#002 Casa Arrumada
Casa arrumada é assim:
Um lugar organizado, limpo, com espaço livre pra circulação e uma boa entrada de luz.
Mas casa, pra mim, tem que ser casa e não um centro cirúrgico, um cenário de novela.
Tem gente que gasta muito tempo limpando, esterilizando, ajeitando os móveis, afofando as almofadas…
Não, eu prefiro viver numa casa onde eu bato o olho e percebo logo: Aqui tem vida…
Casa com vida, pra mim, é aquela em que os livros saem das prateleiras e os enfeites brincam de trocar de lugar.
Casa com vida tem fogão gasto pelo uso, pelo abuso das refeições fartas, que chamam todo mundo pra mesa da cozinha.
Sofá sem mancha?
Tapete sem fio puxado?
Mesa sem marca de copo?
Tá na cara que é casa sem festa.
E se o piso não tem arranhão, é porque ali ninguém dança.
Casa com vida, pra mim, tem banheiro com vapor perfumado no meio da tarde.
Tem gaveta de entulho, daquelas que a gente guarda barbante,
passaporte e vela de aniversário, tudo junto…
Casa com vida é aquela em que a gente entra e se sente bem-vinda.
A que está sempre pronta pros amigos, filhos…
Netos, pros vizinhos…
E nos quartos, se possível, tem lençóis revirados por gente que brinca ou namora a qualquer hora do dia.

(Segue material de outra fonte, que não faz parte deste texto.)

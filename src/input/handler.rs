use std::time::Instant;

use crate::{
    core::{
        camera::{Camera, WheelAccumulator},
        config::InteractionConfig,
        geo::{Point, Size},
    },
    input::{debounce::Debouncer, events::InputEvent},
};

/// What the owner of a camera must do after an input transition
#[derive(Debug, Clone, Copy, PartialEq)]
pub enum Action {
    /// The camera moved or rescaled; draw a new frame
    Redraw,
    /// A debounced wheel gesture settled on an integer zoom
    ZoomCommitted { zoom: u8 },
    /// The container changed size
    Resize(Size),
}

/// Last pointer position while the primary button is held
#[derive(Debug, Clone, Copy, PartialEq)]
pub struct DragState {
    pub last: Point,
}

/// Turns pointer and wheel events into camera mutations.
///
/// Pointers move between idle and dragging. The wheel updates the camera's
/// fractional zoom immediately and schedules a debounced integer commit; only
/// the value pending when the quiet period ends is committed.
#[derive(Debug, Clone)]
pub struct InputController {
    pub enabled: bool,
    drag: Option<DragState>,
    wheel: WheelAccumulator,
    debouncer: Debouncer<u8>,
}

impl InputController {
    pub fn new(config: &InteractionConfig) -> Self {
        Self {
            enabled: true,
            drag: None,
            wheel: WheelAccumulator::new(config.wheel_zoom_divisor),
            debouncer: Debouncer::new(config.zoom_debounce()),
        }
    }

    /// Handle one input event against `camera` at time `now`
    pub fn handle_event(&mut self, camera: &mut Camera, event: InputEvent, now: Instant) -> Vec<Action> {
        // An overdue commit belongs to the previous gesture
        let mut actions = self.tick(camera, now);
        if !self.enabled {
            return actions;
        }

        match event {
            InputEvent::PointerDown { position } | InputEvent::PointerMove { position }
                if !position.x.is_finite() || !position.y.is_finite() =>
            {
                log::debug!("ignoring pointer event at non-finite {position:?}");
            }
            InputEvent::PointerDown { position } => {
                self.drag = Some(DragState { last: position });
            }
            InputEvent::PointerMove { position } => {
                if let Some(drag) = self.drag.as_mut() {
                    let delta = position.subtract(&drag.last);
                    drag.last = position;
                    camera.pan(delta.x, delta.y);
                    actions.push(Action::Redraw);
                }
            }
            InputEvent::PointerUp => {
                self.drag = None;
            }
            InputEvent::Wheel { delta } => {
                if !self.debouncer.is_pending() {
                    self.wheel.begin(camera.fractional_zoom());
                }
                if let Some(zoom) = camera.zoom_by(&mut self.wheel, delta) {
                    self.debouncer.schedule(zoom, now);
                    actions.push(Action::Redraw);
                }
            }
            InputEvent::Resize { size } => {
                actions.push(Action::Resize(size));
            }
        }

        actions
    }

    /// Commits the pending wheel zoom once its quiet period has elapsed
    pub fn tick(&mut self, camera: &mut Camera, now: Instant) -> Vec<Action> {
        let Some(zoom) = self.debouncer.poll(now) else {
            return Vec::new();
        };

        if camera.commit_zoom(zoom) {
            log::debug!("committed zoom {zoom}");
        }
        vec![Action::ZoomCommitted { zoom: camera.zoom() }]
    }

    /// Drops any pending wheel commit, e.g. when the zoom is set directly
    pub fn cancel_zoom(&mut self) {
        if let Some(zoom) = self.debouncer.cancel() {
            log::debug!("cancelled pending zoom {zoom}");
        }
    }

    /// When [`tick`](Self::tick) next has work to do
    pub fn next_deadline(&self) -> Option<Instant> {
        self.debouncer.deadline()
    }

    pub fn is_dragging(&self) -> bool {
        self.drag.is_some()
    }

    pub fn drag_state(&self) -> Option<DragState> {
        self.drag
    }

    pub fn wheel(&self) -> &WheelAccumulator {
        &self.wheel
    }
}

impl Default for InputController {
    fn default() -> Self {
        Self::new(&InteractionConfig::default())
    }
}

/// Camera plus interaction state as one value
#[derive(Debug, Clone)]
pub struct ViewState {
    pub camera: Camera,
    pub input: InputController,
}

impl ViewState {
    pub fn new(camera: Camera, input: InputController) -> Self {
        Self { camera, input }
    }
}

/// Pure transition: the state after `event` at `now`, plus what to do about it
pub fn reduce(mut state: ViewState, event: InputEvent, now: Instant) -> (ViewState, Vec<Action>) {
    let actions = state.input.handle_event(&mut state.camera, event, now);
    (state, actions)
}

#[cfg(test)]
mod tests {
    use super::*;
    use crate::core::geo::LatLng;
    use std::time::Duration;

    fn setup() -> (Camera, InputController, Instant) {
        (
            Camera::new(LatLng::new(49.2827, -123.1207), 12),
            InputController::default(),
            Instant::now(),
        )
    }

    fn ms(start: Instant, millis: u64) -> Instant {
        start + Duration::from_millis(millis)
    }

    #[test]
    fn test_drag_pans_camera() {
        let (mut camera, mut input, now) = setup();

        input.handle_event(&mut camera, InputEvent::pointer_down(100.0, 100.0), now);
        assert!(input.is_dragging());
        let actions = input.handle_event(&mut camera, InputEvent::pointer_move(90.0, 130.0), now);
        assert_eq!(actions, vec![Action::Redraw]);

        assert!((camera.latitude() - (49.2827 + 30.0 / 4096.0)).abs() < 1e-12);
        assert!((camera.longitude() - (-123.1207 + 10.0 / 4096.0)).abs() < 1e-12);
        assert_eq!(input.drag_state().unwrap().last, Point::new(90.0, 130.0));
    }

    #[test]
    fn test_move_without_drag_is_ignored() {
        let (mut camera, mut input, now) = setup();
        let before = camera.clone();

        assert!(input
            .handle_event(&mut camera, InputEvent::pointer_move(10.0, 10.0), now)
            .is_empty());
        input.handle_event(&mut camera, InputEvent::pointer_down(0.0, 0.0), now);
        input.handle_event(&mut camera, InputEvent::PointerUp, now);
        input.handle_event(&mut camera, InputEvent::pointer_move(50.0, 50.0), now);
        assert_eq!(camera, before);
        assert!(!input.is_dragging());
    }

    #[test]
    fn test_wheel_commits_after_debounce() {
        let (mut camera, mut input, start) = setup();

        let actions = input.handle_event(&mut camera, InputEvent::wheel(-200.0), start);
        assert_eq!(actions, vec![Action::Redraw]);
        assert_eq!(camera.fractional_zoom(), 13.0);
        assert_eq!(camera.zoom(), 12);

        assert!(input.tick(&mut camera, ms(start, 99)).is_empty());
        assert_eq!(
            input.tick(&mut camera, ms(start, 100)),
            vec![Action::ZoomCommitted { zoom: 13 }]
        );
        assert_eq!(camera.zoom(), 13);
        assert!(input.next_deadline().is_none());
    }

    #[test]
    fn test_burst_commits_once_with_final_value() {
        let (mut camera, mut input, start) = setup();

        for i in 0..5 {
            input.handle_event(&mut camera, InputEvent::wheel(-100.0), ms(start, i * 50));
            assert_eq!(camera.zoom(), 12);
        }
        assert_eq!(camera.fractional_zoom(), 14.5);

        let mut commits = Vec::new();
        for t in (200..=600).step_by(10) {
            commits.extend(input.tick(&mut camera, ms(start, t)));
        }
        assert_eq!(commits, vec![Action::ZoomCommitted { zoom: 14 }]);
        assert_eq!(camera.zoom(), 14);
        assert_eq!(camera.fractional_zoom(), 14.5);
    }

    #[test]
    fn test_out_of_range_wheel_is_dropped() {
        let mut camera = Camera::new(LatLng::default(), 18);
        let mut input = InputController::default();
        let now = Instant::now();

        assert!(input
            .handle_event(&mut camera, InputEvent::wheel(-250.0), now)
            .is_empty());
        assert_eq!(camera.fractional_zoom(), 18.0);
        assert!(input.next_deadline().is_none());
        assert_eq!(input.wheel().accumulated, 0.0);
    }

    #[test]
    fn test_new_gesture_starts_from_current_zoom() {
        let (mut camera, mut input, start) = setup();

        input.handle_event(&mut camera, InputEvent::wheel(-200.0), start);
        input.tick(&mut camera, ms(start, 150));
        assert_eq!(camera.zoom(), 13);

        input.handle_event(&mut camera, InputEvent::wheel(200.0), ms(start, 1000));
        assert_eq!(camera.fractional_zoom(), 12.0);
        input.tick(&mut camera, ms(start, 1100));
        assert_eq!(camera.zoom(), 12);
    }

    #[test]
    fn test_overdue_commit_applies_before_next_event() {
        let (mut camera, mut input, start) = setup();
        input.handle_event(&mut camera, InputEvent::wheel(-200.0), start);

        let actions = input.handle_event(&mut camera, InputEvent::pointer_down(0.0, 0.0), ms(start, 300));
        assert_eq!(actions, vec![Action::ZoomCommitted { zoom: 13 }]);
    }

    #[test]
    fn test_non_finite_events_are_ignored() {
        let (mut camera, mut input, start) = setup();
        let before = camera.clone();

        assert!(input
            .handle_event(&mut camera, InputEvent::wheel(f64::NAN), start)
            .is_empty());
        assert!(input.next_deadline().is_none());

        input.handle_event(&mut camera, InputEvent::pointer_down(10.0, 10.0), start);
        assert!(input
            .handle_event(&mut camera, InputEvent::pointer_move(f64::NAN, 0.0), start)
            .is_empty());
        assert_eq!(input.drag_state().unwrap().last, Point::new(10.0, 10.0));

        input.tick(&mut camera, ms(start, 500));
        assert_eq!(camera, before);

        // The drag carries on from the last finite position
        input.handle_event(&mut camera, InputEvent::pointer_move(10.0, 14.0), start);
        assert!((camera.latitude() - (49.2827 + 4.0 / 4096.0)).abs() < 1e-12);
    }

    #[test]
    fn test_cancel_zoom() {
        let (mut camera, mut input, start) = setup();
        input.handle_event(&mut camera, InputEvent::wheel(-200.0), start);
        input.cancel_zoom();
        assert!(input.tick(&mut camera, ms(start, 500)).is_empty());
        assert_eq!(camera.zoom(), 12);
    }

    #[test]
    fn test_resize_passes_through() {
        let (mut camera, mut input, now) = setup();
        assert_eq!(
            input.handle_event(&mut camera, InputEvent::resize(1024, 768), now),
            vec![Action::Resize(Size::new(1024, 768))]
        );
    }

    #[test]
    fn test_reduce_is_pure() {
        let (camera, input, now) = setup();
        let state = ViewState::new(camera, input);

        let (next, actions) = reduce(state.clone(), InputEvent::wheel(-100.0), now);
        assert_eq!(actions, vec![Action::Redraw]);
        assert_eq!(next.camera.fractional_zoom(), 12.5);
        assert_eq!(state.camera.fractional_zoom(), 12.0);

        let (again, _) = reduce(state, InputEvent::wheel(-100.0), now);
        assert_eq!(again.camera, next.camera);
    }
}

Casa com vida é aquela que a gente arruma pra ficar com a cara da gente.
Arrume a sua casa todos os dias…
Mas arrume de um jeito que lhe sobre tempo pra viver nela…
E reconhecer nela o seu lugar.
Carlos Drummond de Andrade
Sejam mais uma vez bem-vindos ao 108 Pétalas, o seu veículo de desconexão com o trivial.
Interrompi o fluxo programado de lançamentos de postagens para dividir um importante acontecimento; hoje o Clã Moy Jo Lei Ou conta com mais uma nova casa. Meses atrás anunciamos que temporariamente não contaríamos com um endereço físico na região da Barra da Tijuca em virtude dos acontecimentos de 2020.
Aguardamos o momento oportuno para ter uma nova unidade, também na Barra da Tijuca, que contemplasse os elementos positivos já contidos na unidade anterior, e que pudesse abarcar outros elementos que a unidade anterior não nos atendia na plenitude que necessitamos.
“Não há lugar como o nosso lar!”, diria Dorothy Gale. A versão em Português da icônica frase da personagem de O Mágico de Oz (1939) é frequentemente usada para expressar alívio quando retornamos para casa, ou ainda quando nos sentimos seguros. Sem diminuir a importância do local físico de prática, seguimos nos últimos meses praticando remotamente ou ainda com grupos reduzidos, para mim fica claro que o lar é onde estamos. Você habita em qual lugar? Hoje houve a primeira sessão na sede do Clã Moy Jo Lei Ou dentro do novo espaço, disse Claudio Teixeira (esquerda) ao compartilhar conosco as imagens deste novo marco, junto de Guilherme Farias e Carmen Maris.
O Kung Fu de Carlos Drummond de Andrade nos brinda com um lindo poema que, ao meu ver, é muito alinhado com a prática; a valorização do simples, do fazer bem feito, mas sem artificialidade. E se com isso a sua casa tiver imperfeições? Não importa.